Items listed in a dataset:
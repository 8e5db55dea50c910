use std::io::Write;
use std::path::Path;

use anyhow::{Context as _, Result, bail};
use schemagen_codegen::{GenerationPipeline, TargetResult, run_targets};
use schemagen_core::TargetsFile;
use schemagen_validator::{CodeValidator, FileReportSink, ReportSink, RuleIgnoreSet, ValidationReport};
use tokio::fs;
use tokio_util::sync::CancellationToken;
use tracing::info;

/// Runs every target in `config` and prints one line per target.
///
/// # Errors
/// Returns an error if the configuration cannot be loaded or any target failed.
pub async fn handle_generate(
    config: &Path,
    cancel: &CancellationToken,
    out: &mut dyn Write,
) -> Result<()> {
    let file = TargetsFile::load(config)?;
    info!(
        "Loaded {} target(s) from {}",
        file.targets.len(),
        config.display()
    );

    let pipeline = GenerationPipeline::standard()?;
    let results = run_targets(&pipeline, &file.targets, cancel).await;
    let failed = write_summary(&results, out)?;
    if failed > 0 {
        bail!("{failed} of {} target(s) failed", results.len());
    }
    Ok(())
}

/// Prints one line per target; returns how many failed.
fn write_summary(results: &[TargetResult], out: &mut dyn Write) -> Result<usize> {
    let mut failed = 0;
    for (index, result) in results.iter().enumerate() {
        match result {
            Ok(outcome) => {
                let warnings = outcome.report.warnings().count();
                writeln!(
                    out,
                    "Target #{index}: wrote {} ({warnings} warning(s))",
                    outcome.path.display()
                )?;
            }
            Err(err) => {
                failed += 1;
                writeln!(out, "{err}")?;
            }
        }
    }
    Ok(failed)
}

/// Validates `file` and prints the report as JSON.
///
/// # Errors
/// Returns an error if the file cannot be read or validation failed.
pub async fn handle_validate(
    file: &Path,
    ignore: &[String],
    language: &str,
    report_file: Option<&Path>,
    out: &mut dyn Write,
) -> Result<()> {
    let source = fs::read_to_string(file)
        .await
        .with_context(|| format!("Failed to read {}", file.display()))?;

    let ignore_set: RuleIgnoreSet = ignore.iter().collect();
    let sink = report_file.map(FileReportSink::new);
    let report = CodeValidator::default().validate(
        &source,
        &ignore_set,
        language,
        sink.as_ref().map(|file_sink| file_sink as &dyn ReportSink),
    );

    write_report(&report, out)?;
    if !report.passed() {
        bail!("{} failed validation: {report}", file.display());
    }
    Ok(())
}

fn write_report(report: &ValidationReport, out: &mut dyn Write) -> Result<()> {
    let json = serde_json::to_string_pretty(report)?;
    writeln!(out, "{json}")?;
    Ok(())
}
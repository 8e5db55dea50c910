use std::time::Duration;

use schemagen_core::{FailureClass, FetchRequest};
use tokio::time::sleep;
use tokio_util::sync::CancellationToken;

/// Decides whether the attempt just made (1-indexed) may be followed by another.
///
/// Only transient classes retry, and only while `attempt <= max_retries`.
pub fn should_retry(attempt: u32, class: FailureClass, max_retries: u32) -> bool {
    class.is_transient() && attempt <= max_retries
}

/// Linear backoff: `backoff_base * attempt`, saturating.
pub fn delay_for(attempt: u32, backoff_base: Duration) -> Duration {
    backoff_base.saturating_mul(attempt)
}

/// Sleeps for `delay` unless `cancel` fires first.
///
/// Returns `false` when cancelled, without waiting out the remaining delay.
pub async fn sleep_with_cancel(delay: Duration, cancel: &CancellationToken) -> bool {
    if cancel.is_cancelled() {
        return false;
    }
    if delay.is_zero() {
        return true;
    }

    tokio::select! {
        biased;
        () = cancel.cancelled() => false,
        () = sleep(delay) => true,
    }
}

/// Retry limits of one fetch call.
#[derive(Debug, Clone, Copy, PartialEq, Eq, Default)]
pub struct RetryPolicy {
    /// Retries allowed after the first attempt
    max_retries: u32,
    /// Linear backoff unit
    backoff_base: Duration,
}

impl RetryPolicy {
    /// Creates a policy from explicit limits.
    pub const fn new(max_retries: u32, backoff_base: Duration) -> Self {
        Self {
            max_retries,
            backoff_base,
        }
    }

    /// Takes the limits configured on a request.
    pub fn from_request(request: &FetchRequest) -> Self {
        Self::new(request.max_retries(), request.backoff_base())
    }

    /// See [`should_retry`].
    pub fn allows_retry(&self, attempt: u32, class: FailureClass) -> bool {
        should_retry(attempt, class, self.max_retries)
    }

    /// See [`delay_for`].
    pub fn backoff(&self, attempt: u32) -> Duration {
        delay_for(attempt, self.backoff_base)
    }

    /// Maximum number of attempts a single fetch may make.
    pub fn max_attempts(&self) -> u32 {
        self.max_retries.saturating_add(1)
    }
}
use async_trait::async_trait;
use schemagen_core::FetchRequest;
use schemagen_fetch::{HttpTransport, Result, SchemaFetcher, fetch_schema};
use tokio_util::sync::CancellationToken;

/// Supplies the raw introspection body for a request.
#[async_trait]
pub trait SchemaSource: Send + Sync {
    /// Fetches the schema described by `request`.
    ///
    /// # Errors
    /// Returns the classified fetch failure.
    async fn load_schema(&self, request: &FetchRequest, cancel: &CancellationToken) -> Result<String>;
}

/// Fetches over HTTP with a client configured per request, so each
/// target's timeouts apply.
#[derive(Debug, Clone, Copy, Default)]
pub struct HttpSchemaSource;

#[async_trait]
impl SchemaSource for HttpSchemaSource {
    async fn load_schema(&self, request: &FetchRequest, cancel: &CancellationToken) -> Result<String> {
        fetch_schema(request, cancel).await
    }
}

#[async_trait]
impl<T: HttpTransport> SchemaSource for SchemaFetcher<T> {
    async fn load_schema(&self, request: &FetchRequest, cancel: &CancellationToken) -> Result<String> {
        self.fetch(request, cancel).await
    }
}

## WHAT YOU WILL DO
I'd like an exact copy of the lines above, from the very first one through the line that contains "if failed >", with nothing else added.

## RESULT
repository 8e5db55dea50c910
use std::io::Write;
use std::path::Path;

use anyhow::{Context as _, Result, bail};
use schemagen_codegen::{GenerationPipeline, TargetResult, run_targets};
use schemagen_core::TargetsFile;
use schemagen_validator::{CodeValidator, FileReportSink, ReportSink, RuleIgnoreSet, ValidationReport};
use tokio::fs;
use tokio_util::sync::CancellationToken;
use tracing::info;

/// Runs every target in `config` and prints one line per target.
///
/// # Errors
/// Returns an error if the configuration cannot be loaded or any target failed.
pub async fn handle_generate(
    config: &Path,
    cancel: &CancellationToken,
    out: &mut dyn Write,
) -> Result<()> {
    let file = TargetsFile::load(config)?;
    info!(
        "Loaded {} target(s) from {}",
        file.targets.len(),
        config.display()
    );

    let pipeline = GenerationPipeline::standard()?;
    let results = run_targets(&pipeline, &file.targets, cancel).await;
    let failed = write_summary(&results, out)?;
    if failed > 0 {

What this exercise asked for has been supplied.